» **Action item**
The entire set of lines below should be copied exactly.

**********

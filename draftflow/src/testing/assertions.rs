//! Assertions over run results.

use crate::core::Artifact;
use crate::pipeline::RunResult;

/// Asserts that the run finished without errors.
pub fn assert_run_succeeded(result: &RunResult) {
    assert!(
        result.success && result.errors.is_empty(),
        "Expected a successful run, got errors: {:?}",
        result.errors
    );
}

/// Asserts that the run stopped at `step`.
pub fn assert_run_failed_at(result: &RunResult, step: &str) {
    assert!(!result.success, "Expected run to fail at '{step}', but it succeeded");
    let failed = result.first_error().map(|e| e.step.as_str());
    assert_eq!(failed, Some(step), "Expected failure at '{step}', got {:?}", result.errors);
}

/// Asserts that a progress sequence never decreases and ends at `last`.
pub fn assert_progress_monotonic(progress: &[u8], last: u8) {
    assert!(
        progress.windows(2).all(|w| w[0] <= w[1]),
        "Progress went backwards: {progress:?}"
    );
    assert_eq!(progress.last().copied(), Some(last), "Unexpected final progress: {progress:?}");
}

/// Asserts that an artifact is the authoritative row of its key.
pub fn assert_authoritative(artifact: &Artifact) {
    assert!(
        artifact.is_authoritative(),
        "Artifact {} ({}) is not authoritative: status {}, invalidated {:?}",
        artifact.id,
        artifact.kind,
        artifact.status,
        artifact.invalidated_at
    );
}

**********

» **Solution for this problem**
filename draftflow/src/testing/assertions.rs
//! Assertions over run results.

use crate::core::Artifact;
use crate::pipeline::RunResult;

/// Asserts that the run finished without errors.
pub fn assert_run_succeeded(result: &RunResult) {
    assert!(
        result.success && result.errors.is_empty(),
        "Expected a successful run, got errors: {:?}",
        result.errors
    );
}

/// Asserts that the run stopped at `step`.
pub fn assert_run_failed_at(result: &RunResult, step: &str) {
    assert!(!result.success, "Expected run to fail at '{step}', but it succeeded");
    let failed = result.first_error().map(|e| e.step.as_str());
    assert_eq!(failed, Some(step), "Expected failure at '{step}', got {:?}", result.errors);
}

/// Asserts that a progress sequence never decreases and ends at `last`.
pub fn assert_progress_monotonic(progress: &[u8], last: u8) {
    assert!(
        progress.windows(2).all(|w| w[0] <= w[1]),
        "Progress went backwards: {progress:?}"
    );
    assert_eq!(progress.last().copied(), Some(last), "Unexpected final progress: {progress:?}");
}

/// Asserts that an artifact is the authoritative row of its key.
pub fn assert_authoritative(artifact: &Artifact) {
    assert!(
        artifact.is_authoritative(),
        "Artifact {} ({}) is not authoritative: status {}, invalidated {:?}",
        artifact.id,
        artifact.kind,
        artifact.status,
        artifact.invalidated_at
    );
}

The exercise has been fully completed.